### [Data shown]
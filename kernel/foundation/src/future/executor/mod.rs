use alloc::boxed::Box;
use alloc::collections::BTreeMap;
use alloc::sync::Arc;
use core::future::Future;
use core::hint::spin_loop;
use core::sync::atomic::Ordering::{Acquire, SeqCst};
use core::sync::atomic::{AtomicBool, AtomicUsize};
use core::task::{Context, Poll};
use crossbeam::queue::SegQueue;
use futures::channel::oneshot;
use spin::Mutex;
use task::{JoinHandle, Task, TaskId};

pub use single::block_on;

mod single;
mod task;

pub struct Executor {
    ready_queue: Arc<SegQueue<TaskId>>,
    ready_tasks: Mutex<BTreeMap<TaskId, Task>>,
    active_tasks: Arc<AtomicUsize>,
}

impl Executor {
    pub fn new() -> Self {
        Self {
            ready_queue: Arc::new(SegQueue::new()),
            ready_tasks: Mutex::new(BTreeMap::new()),
            active_tasks: Arc::new(AtomicUsize::new(0)),
        }
    }

    pub fn spawn<F, T>(&self, future: F) -> JoinHandle<T>
    where
        F: Future<Output=T> + Send + Sync + 'static,
        T: Send + Sync + 'static,
    {
        let (tx, rx) = oneshot::channel();
        let should_cancel = Arc::new(AtomicBool::new(false));
        let handle = JoinHandle::new(rx, should_cancel.clone());

        let wrapper = async move {
            let _ = tx.send(future.await); // we don't care if the receiver was dropped
        };
        let wrapper = Box::pin(wrapper);

        let task = Task::new(self.ready_queue.clone(), wrapper, should_cancel, self.active_tasks.clone());
        let task_id = task.id();

        self.ready_tasks.lock().insert(task_id, task);
        self.active_tasks.fetch_add(1, SeqCst);
        self.ready_queue.push(task_id);

        handle
    }

    /// Execute a single task from the currently active
    /// ones, or do nothing if no task is available.
    ///
    /// When using this executor, call this in a loop
    /// to perform any work. This can be called
    /// simultaneously from multiple threads.
    pub fn execute_task(&self) -> ExecuteResult {
        let mut task = loop {
            let Some(next_task_id) = self.ready_queue.pop() else {
                return ExecuteResult::Idled;
            };

            // If we can't find a task, that means that the task is currently
            // being executed on another thread. We'll continue with the next one.
            let Some(task) = self.ready_tasks.lock().remove(&next_task_id) else {
                continue;
            };

            if task.should_cancel() {
                // Dropping the task will also drop the sender that sends the
                // result to the JoinHandler. This will cause the JoinHandler
                // to return None when polled.
                drop(task);
                continue;
            }

            break task;
        };

        // The task is now no longer in the active task list, but we own it here,
        // and we will execute it now. Afterward, we have to put the task back.

        let waker = task.waker().clone();

        let mut context = Context::from_waker(&waker);

        match task.future().poll(&mut context) {
            Poll::Ready(()) => {
                // task is done, no need to re-insert the task
            }
            Poll::Pending => {
                // task is not done yet, we need to re-insert the task
                let previous_task_with_same_id = self.ready_tasks.lock().insert(task.id(), task);
                debug_assert!(
                    previous_task_with_same_id.is_none(),
                    "task id must be unique"
                );
            }
        };

        ExecuteResult::Worked
    }

    pub fn run_active_tasks_to_completion(&self) {
        while self.active_tasks() > 0 {
            match self.execute_task() {
                ExecuteResult::Idled => spin_loop(),
                ExecuteResult::Worked => {}
            }
        }
    }

    pub fn active_tasks(&self) -> usize {
        self.active_tasks.load(Acquire)
    }
}

#[derive(Debug, Copy, Clone, Eq, PartialEq)]
pub enum ExecuteResult {
    Worked,
    Idled,
}
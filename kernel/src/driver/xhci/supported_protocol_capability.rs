use bitfield::bitfield;

bitfield! {
    #[repr(transparent)]
    #[derive(Copy, Clone)]
    pub struct SupportedProtocolCapability(u128);
    impl Debug;

    pub u8, capability_id, _: 7, 0;
    pub u8, next_capability_pointer, _: 15, 8;
    pub u8, revision_minor, _: 23, 16;
    pub u8, revision_major, _: 31, 24;
    pub u32, name_bytes, _: 63, 32;
    pub u8, compatible_port_offset, _: 71, 64;
    pub u8, compatible_port_count, _: 79, 72;
    pub u16, protocol_defined, _: 91, 80;
    pub u8, psic, _: 95, 92;
    pub u8, protocol_slot_type, _: 100, 96;
}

### [Exercise details]
Report only a number, the count of lines in the listing that contain the word "single".

### [Output]
3